**Data to examine**
=== Begin Enclosure ===

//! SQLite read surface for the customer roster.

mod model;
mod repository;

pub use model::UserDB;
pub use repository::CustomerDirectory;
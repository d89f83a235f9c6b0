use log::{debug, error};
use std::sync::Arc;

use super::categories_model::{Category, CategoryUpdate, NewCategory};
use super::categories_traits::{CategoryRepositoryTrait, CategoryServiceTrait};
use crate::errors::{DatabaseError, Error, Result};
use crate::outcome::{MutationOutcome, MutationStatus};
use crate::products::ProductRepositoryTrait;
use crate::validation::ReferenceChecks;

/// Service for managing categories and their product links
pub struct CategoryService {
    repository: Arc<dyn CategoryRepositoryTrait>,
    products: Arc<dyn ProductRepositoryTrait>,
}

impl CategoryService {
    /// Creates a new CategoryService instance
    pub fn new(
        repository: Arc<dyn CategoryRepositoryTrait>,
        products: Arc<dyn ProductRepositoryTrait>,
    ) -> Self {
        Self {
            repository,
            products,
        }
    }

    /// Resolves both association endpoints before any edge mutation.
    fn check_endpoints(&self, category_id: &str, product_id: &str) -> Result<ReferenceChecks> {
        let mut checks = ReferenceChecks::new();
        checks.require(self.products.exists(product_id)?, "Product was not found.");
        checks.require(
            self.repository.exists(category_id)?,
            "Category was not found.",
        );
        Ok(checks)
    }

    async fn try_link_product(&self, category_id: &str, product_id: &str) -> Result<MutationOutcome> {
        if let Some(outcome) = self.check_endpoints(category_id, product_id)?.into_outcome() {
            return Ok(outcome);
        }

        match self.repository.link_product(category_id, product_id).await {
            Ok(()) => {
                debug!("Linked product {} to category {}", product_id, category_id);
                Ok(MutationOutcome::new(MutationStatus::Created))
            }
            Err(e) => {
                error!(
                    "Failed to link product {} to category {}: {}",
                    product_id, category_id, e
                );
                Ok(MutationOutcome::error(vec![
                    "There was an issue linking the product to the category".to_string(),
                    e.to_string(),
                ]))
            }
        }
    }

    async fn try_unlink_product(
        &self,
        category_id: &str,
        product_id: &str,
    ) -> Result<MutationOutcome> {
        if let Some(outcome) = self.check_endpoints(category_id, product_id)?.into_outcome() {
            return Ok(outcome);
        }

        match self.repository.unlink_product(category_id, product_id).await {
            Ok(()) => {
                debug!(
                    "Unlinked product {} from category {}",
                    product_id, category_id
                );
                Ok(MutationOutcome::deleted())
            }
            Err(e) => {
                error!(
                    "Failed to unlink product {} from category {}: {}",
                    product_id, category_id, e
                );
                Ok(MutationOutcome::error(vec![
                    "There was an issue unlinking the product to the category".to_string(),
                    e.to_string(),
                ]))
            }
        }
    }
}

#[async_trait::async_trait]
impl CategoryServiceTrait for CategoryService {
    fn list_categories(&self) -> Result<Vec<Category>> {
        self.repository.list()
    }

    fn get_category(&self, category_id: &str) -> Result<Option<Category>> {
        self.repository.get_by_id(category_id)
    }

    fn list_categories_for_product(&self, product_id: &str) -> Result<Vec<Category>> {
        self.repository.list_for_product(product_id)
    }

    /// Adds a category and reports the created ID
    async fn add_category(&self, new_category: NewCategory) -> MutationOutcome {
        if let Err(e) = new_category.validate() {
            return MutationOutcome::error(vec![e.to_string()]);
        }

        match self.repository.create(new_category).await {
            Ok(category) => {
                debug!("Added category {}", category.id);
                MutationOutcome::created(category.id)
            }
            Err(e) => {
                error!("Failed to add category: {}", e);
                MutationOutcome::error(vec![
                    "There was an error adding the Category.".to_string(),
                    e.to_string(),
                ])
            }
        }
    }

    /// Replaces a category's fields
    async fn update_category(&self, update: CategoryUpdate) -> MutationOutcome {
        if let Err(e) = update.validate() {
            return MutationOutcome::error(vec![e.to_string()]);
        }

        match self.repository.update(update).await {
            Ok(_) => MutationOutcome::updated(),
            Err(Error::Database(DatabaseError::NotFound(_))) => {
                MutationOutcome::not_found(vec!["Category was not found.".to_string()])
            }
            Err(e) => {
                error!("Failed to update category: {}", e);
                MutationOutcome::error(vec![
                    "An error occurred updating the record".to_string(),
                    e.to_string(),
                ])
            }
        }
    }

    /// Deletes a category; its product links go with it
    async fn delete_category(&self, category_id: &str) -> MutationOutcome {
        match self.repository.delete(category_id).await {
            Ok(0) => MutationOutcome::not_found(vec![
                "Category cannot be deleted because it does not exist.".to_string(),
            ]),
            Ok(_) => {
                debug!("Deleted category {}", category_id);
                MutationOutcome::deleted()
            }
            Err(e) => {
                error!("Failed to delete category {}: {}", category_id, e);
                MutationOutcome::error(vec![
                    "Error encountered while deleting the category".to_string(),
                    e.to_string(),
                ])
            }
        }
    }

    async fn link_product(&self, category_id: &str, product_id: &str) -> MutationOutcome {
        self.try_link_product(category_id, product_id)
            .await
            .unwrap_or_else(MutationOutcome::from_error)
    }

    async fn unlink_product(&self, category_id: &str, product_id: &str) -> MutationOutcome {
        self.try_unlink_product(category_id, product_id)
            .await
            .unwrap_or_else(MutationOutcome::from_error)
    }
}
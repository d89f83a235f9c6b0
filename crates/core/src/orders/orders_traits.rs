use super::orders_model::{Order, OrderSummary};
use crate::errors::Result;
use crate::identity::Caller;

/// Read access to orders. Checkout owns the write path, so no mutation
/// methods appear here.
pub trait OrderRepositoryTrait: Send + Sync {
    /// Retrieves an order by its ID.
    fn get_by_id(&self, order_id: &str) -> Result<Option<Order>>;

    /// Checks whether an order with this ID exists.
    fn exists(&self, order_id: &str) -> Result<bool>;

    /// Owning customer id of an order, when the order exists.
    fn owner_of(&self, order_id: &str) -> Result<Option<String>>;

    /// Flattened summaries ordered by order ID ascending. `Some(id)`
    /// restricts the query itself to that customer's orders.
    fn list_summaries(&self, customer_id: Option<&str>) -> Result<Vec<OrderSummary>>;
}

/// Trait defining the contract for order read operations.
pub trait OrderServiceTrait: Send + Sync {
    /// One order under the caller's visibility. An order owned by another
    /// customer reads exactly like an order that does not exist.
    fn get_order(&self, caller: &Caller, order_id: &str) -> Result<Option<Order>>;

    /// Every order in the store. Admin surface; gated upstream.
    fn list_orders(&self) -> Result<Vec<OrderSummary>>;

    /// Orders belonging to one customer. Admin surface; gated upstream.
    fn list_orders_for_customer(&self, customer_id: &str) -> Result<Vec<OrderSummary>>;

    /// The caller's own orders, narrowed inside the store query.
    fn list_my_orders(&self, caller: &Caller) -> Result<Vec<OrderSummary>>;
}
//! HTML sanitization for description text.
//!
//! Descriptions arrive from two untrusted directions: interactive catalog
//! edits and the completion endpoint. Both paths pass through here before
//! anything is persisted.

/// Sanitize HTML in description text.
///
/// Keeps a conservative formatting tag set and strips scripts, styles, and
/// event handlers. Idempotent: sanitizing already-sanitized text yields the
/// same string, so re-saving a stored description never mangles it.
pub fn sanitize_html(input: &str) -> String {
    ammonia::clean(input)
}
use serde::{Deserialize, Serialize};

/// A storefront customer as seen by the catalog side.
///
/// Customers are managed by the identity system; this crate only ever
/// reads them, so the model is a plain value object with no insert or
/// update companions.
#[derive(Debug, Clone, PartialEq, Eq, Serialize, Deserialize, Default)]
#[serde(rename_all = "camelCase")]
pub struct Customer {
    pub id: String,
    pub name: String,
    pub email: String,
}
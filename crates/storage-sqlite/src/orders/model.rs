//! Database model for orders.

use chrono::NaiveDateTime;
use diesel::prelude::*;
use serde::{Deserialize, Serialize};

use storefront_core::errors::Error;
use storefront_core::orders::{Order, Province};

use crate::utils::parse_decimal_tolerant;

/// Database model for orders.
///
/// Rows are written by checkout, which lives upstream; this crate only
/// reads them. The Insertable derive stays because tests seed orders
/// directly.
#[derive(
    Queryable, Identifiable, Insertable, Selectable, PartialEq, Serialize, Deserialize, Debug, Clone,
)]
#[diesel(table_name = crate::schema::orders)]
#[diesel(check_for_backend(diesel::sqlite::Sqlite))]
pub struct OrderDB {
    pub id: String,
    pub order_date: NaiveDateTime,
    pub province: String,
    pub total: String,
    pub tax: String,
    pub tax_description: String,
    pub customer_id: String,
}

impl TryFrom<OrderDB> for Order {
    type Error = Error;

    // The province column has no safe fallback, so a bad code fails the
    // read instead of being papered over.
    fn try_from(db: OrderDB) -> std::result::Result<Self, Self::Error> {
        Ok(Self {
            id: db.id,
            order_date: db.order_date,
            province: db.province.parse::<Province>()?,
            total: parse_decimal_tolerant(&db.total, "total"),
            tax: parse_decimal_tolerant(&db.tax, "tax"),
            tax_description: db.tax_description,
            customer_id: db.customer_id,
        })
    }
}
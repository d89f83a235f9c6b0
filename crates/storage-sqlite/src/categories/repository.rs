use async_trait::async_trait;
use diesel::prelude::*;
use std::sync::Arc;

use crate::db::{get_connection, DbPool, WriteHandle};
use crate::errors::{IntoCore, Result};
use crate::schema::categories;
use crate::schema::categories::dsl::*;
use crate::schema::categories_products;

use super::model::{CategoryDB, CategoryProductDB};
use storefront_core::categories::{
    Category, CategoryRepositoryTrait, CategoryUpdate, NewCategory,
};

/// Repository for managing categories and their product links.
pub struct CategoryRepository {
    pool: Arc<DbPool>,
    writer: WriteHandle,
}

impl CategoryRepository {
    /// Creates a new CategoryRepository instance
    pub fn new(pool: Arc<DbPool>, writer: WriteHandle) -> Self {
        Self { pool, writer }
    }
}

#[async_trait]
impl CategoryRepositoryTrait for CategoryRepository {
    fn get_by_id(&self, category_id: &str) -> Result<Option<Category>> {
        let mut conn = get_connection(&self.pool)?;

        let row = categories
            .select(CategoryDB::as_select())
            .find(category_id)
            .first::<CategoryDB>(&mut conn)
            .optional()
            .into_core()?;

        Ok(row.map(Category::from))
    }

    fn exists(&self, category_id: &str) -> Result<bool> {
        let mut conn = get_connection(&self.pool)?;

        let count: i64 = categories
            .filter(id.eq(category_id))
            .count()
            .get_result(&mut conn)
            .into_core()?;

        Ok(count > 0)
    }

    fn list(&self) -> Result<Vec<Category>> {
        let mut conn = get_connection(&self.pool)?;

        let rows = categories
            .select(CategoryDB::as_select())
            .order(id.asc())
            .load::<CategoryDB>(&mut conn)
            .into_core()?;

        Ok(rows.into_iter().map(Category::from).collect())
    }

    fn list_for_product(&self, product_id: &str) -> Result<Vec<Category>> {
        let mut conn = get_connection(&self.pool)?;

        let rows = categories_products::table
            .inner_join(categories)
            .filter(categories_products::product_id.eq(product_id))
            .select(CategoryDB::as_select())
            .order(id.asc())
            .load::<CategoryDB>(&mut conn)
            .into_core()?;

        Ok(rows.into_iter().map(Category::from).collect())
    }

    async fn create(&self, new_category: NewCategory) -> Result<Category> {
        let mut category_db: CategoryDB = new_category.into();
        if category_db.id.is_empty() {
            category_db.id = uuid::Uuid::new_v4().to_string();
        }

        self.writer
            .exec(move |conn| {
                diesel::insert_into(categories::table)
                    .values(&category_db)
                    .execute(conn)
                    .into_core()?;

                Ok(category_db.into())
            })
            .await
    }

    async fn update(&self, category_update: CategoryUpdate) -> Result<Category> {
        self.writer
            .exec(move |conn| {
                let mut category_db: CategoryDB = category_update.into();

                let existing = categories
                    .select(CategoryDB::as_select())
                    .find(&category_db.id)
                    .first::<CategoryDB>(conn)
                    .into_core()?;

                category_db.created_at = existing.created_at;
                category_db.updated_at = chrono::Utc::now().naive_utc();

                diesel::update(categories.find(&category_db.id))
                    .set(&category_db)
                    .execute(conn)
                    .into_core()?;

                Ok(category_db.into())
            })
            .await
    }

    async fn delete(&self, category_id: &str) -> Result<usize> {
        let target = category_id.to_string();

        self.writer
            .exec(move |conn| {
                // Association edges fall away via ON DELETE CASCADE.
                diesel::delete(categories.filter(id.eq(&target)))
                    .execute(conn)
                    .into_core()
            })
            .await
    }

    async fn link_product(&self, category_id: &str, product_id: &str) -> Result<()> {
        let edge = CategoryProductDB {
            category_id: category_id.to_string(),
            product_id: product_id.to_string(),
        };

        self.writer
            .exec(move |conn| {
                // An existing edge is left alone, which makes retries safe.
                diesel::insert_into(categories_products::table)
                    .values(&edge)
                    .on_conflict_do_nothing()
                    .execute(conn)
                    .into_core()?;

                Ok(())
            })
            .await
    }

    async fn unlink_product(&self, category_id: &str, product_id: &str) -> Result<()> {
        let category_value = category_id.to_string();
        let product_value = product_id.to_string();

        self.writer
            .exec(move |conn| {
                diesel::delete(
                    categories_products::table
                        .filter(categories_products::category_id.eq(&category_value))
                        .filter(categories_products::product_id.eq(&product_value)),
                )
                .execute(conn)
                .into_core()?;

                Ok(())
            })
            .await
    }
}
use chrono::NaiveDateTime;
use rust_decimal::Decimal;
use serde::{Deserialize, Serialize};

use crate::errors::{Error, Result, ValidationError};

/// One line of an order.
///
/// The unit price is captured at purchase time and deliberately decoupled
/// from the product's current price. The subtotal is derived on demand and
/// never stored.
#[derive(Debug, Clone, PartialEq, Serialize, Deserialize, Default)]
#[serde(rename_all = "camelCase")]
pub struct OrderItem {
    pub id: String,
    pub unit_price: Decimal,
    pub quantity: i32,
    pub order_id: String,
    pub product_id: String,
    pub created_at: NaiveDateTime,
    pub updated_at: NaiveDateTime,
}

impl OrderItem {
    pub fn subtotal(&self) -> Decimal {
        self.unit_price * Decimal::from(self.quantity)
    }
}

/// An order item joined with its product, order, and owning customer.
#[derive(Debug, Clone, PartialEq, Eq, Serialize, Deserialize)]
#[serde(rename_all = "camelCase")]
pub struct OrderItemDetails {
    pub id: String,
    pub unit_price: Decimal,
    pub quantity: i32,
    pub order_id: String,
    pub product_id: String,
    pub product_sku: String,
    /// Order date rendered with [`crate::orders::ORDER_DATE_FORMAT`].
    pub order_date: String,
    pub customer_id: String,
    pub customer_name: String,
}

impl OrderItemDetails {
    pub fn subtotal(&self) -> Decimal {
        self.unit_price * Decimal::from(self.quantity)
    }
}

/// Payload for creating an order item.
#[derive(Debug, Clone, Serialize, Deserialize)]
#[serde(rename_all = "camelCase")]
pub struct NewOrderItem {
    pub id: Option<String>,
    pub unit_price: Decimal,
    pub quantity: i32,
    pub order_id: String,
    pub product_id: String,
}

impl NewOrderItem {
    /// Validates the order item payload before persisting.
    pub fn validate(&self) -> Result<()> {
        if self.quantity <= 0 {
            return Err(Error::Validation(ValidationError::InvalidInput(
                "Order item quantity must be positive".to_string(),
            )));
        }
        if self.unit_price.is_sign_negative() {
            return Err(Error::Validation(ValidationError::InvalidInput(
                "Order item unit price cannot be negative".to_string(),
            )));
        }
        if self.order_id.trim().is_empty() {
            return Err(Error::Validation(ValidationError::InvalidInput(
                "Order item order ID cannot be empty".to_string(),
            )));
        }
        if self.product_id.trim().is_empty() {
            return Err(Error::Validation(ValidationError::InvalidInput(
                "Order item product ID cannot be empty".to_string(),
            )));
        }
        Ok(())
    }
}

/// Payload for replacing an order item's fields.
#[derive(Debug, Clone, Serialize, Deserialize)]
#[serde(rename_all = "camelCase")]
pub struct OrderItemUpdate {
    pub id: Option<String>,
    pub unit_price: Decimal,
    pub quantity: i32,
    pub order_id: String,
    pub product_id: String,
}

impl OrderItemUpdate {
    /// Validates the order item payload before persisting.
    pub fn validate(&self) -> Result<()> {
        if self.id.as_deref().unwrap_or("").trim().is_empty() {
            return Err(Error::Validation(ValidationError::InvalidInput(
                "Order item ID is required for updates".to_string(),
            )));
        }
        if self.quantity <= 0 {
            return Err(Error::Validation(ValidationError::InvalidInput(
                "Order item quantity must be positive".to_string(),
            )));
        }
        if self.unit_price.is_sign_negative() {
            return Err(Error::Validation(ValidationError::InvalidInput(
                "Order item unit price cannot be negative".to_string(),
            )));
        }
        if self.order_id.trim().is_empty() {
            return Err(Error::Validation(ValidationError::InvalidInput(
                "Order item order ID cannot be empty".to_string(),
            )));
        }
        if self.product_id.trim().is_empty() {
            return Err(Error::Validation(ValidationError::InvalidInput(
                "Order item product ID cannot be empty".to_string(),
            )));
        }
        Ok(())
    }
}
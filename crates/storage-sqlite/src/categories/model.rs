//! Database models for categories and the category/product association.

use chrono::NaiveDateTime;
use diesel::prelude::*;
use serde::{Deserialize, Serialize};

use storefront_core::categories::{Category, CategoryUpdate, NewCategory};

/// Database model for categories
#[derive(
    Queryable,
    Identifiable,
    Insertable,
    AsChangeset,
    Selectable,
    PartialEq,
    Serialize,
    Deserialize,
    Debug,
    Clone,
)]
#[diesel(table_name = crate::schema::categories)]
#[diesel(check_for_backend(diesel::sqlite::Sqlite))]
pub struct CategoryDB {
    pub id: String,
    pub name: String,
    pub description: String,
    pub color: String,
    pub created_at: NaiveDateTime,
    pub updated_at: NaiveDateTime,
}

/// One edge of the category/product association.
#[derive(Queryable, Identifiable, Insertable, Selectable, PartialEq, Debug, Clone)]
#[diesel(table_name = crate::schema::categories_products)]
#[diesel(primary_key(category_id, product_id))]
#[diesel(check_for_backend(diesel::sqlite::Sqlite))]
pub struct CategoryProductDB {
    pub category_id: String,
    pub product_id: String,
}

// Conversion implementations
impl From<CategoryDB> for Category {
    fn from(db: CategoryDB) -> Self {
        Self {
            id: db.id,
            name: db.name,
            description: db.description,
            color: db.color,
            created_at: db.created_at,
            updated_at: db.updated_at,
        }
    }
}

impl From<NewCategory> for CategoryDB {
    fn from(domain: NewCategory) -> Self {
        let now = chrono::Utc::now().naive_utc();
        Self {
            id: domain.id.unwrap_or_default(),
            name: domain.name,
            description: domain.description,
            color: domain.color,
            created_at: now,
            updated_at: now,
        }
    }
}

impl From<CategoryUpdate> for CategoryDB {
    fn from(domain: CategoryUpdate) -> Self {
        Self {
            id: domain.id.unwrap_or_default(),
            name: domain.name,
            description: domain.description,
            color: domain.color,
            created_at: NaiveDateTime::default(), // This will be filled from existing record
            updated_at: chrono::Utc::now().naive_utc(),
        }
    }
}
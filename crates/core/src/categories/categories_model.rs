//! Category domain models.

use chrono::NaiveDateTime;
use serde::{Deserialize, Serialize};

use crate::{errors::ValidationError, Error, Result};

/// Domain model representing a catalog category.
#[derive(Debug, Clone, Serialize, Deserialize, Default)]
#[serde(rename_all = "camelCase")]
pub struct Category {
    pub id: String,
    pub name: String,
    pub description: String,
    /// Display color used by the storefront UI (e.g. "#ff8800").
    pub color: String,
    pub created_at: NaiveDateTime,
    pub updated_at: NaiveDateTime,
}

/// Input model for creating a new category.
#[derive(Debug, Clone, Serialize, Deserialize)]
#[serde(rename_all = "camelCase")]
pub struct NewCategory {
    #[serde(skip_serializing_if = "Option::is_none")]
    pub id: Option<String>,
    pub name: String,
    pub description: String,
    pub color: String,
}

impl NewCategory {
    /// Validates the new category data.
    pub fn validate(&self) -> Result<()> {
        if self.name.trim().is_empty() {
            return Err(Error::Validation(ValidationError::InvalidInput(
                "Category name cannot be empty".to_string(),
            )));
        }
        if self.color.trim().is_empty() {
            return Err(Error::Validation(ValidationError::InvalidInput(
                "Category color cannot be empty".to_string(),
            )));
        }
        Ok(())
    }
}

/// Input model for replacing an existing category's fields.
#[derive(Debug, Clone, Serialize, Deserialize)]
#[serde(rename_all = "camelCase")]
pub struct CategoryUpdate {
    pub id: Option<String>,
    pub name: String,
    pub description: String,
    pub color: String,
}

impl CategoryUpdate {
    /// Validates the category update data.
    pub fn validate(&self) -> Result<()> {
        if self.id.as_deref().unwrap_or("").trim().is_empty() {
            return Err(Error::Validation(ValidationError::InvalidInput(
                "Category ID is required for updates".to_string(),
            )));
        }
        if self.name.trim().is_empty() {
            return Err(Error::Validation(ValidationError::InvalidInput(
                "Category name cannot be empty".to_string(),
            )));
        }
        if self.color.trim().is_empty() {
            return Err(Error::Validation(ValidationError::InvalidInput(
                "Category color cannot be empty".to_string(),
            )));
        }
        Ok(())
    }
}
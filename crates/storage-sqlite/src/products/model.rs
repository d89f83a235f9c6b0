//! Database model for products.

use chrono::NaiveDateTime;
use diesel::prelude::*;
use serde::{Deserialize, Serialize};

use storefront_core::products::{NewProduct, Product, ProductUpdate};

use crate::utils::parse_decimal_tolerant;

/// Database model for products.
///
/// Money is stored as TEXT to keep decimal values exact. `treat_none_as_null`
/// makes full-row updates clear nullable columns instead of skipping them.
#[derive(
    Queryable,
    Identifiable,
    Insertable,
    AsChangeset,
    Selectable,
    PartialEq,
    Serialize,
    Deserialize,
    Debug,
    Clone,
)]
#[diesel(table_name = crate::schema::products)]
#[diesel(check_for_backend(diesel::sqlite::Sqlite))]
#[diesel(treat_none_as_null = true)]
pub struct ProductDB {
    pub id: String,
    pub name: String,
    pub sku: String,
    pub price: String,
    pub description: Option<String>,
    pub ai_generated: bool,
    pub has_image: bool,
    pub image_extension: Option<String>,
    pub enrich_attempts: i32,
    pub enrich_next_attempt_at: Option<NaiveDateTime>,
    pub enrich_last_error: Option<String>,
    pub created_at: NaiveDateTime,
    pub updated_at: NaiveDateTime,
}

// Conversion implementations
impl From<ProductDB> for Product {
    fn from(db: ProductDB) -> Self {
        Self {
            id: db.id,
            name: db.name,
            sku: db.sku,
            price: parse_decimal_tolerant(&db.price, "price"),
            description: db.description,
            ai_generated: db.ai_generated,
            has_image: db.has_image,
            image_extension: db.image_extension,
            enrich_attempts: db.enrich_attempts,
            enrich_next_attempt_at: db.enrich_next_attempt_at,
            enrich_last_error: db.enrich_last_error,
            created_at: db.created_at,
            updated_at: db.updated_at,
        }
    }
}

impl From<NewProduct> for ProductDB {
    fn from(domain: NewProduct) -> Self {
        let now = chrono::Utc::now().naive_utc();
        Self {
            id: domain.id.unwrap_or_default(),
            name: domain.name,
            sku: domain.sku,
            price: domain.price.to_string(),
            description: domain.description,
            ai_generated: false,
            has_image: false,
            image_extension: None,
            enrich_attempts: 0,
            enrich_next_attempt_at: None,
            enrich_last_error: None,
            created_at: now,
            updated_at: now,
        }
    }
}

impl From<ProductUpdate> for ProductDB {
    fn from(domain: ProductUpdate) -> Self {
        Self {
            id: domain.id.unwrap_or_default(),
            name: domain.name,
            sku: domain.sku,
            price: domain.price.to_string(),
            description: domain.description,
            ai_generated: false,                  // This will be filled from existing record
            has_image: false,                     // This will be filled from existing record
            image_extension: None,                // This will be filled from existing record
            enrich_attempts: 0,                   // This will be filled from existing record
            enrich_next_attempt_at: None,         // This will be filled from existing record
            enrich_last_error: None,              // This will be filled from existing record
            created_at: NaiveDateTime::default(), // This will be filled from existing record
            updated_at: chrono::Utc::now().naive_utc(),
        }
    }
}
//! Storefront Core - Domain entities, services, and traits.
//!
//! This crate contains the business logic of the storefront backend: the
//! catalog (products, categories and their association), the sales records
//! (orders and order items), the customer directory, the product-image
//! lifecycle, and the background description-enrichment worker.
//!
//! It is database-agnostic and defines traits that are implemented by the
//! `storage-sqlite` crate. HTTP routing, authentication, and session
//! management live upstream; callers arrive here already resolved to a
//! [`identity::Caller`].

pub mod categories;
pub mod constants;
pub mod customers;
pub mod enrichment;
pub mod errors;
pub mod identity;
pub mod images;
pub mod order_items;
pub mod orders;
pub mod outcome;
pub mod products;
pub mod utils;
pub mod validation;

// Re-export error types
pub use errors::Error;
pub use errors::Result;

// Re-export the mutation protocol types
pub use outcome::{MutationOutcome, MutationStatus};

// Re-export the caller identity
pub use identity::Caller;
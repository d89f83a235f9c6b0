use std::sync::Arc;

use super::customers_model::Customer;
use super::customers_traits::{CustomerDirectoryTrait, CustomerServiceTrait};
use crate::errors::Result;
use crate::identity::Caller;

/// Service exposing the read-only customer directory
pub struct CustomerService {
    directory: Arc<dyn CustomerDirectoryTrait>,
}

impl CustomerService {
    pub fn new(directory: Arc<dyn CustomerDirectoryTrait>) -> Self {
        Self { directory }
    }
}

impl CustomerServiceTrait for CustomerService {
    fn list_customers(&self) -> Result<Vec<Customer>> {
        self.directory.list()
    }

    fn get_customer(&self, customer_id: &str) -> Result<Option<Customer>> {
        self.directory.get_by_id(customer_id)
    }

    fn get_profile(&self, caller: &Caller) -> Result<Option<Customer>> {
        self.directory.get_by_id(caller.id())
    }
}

=== End Enclosure ===

Determine the number of lines in the entries that contain the word "storage". Give that number and nothing more.

5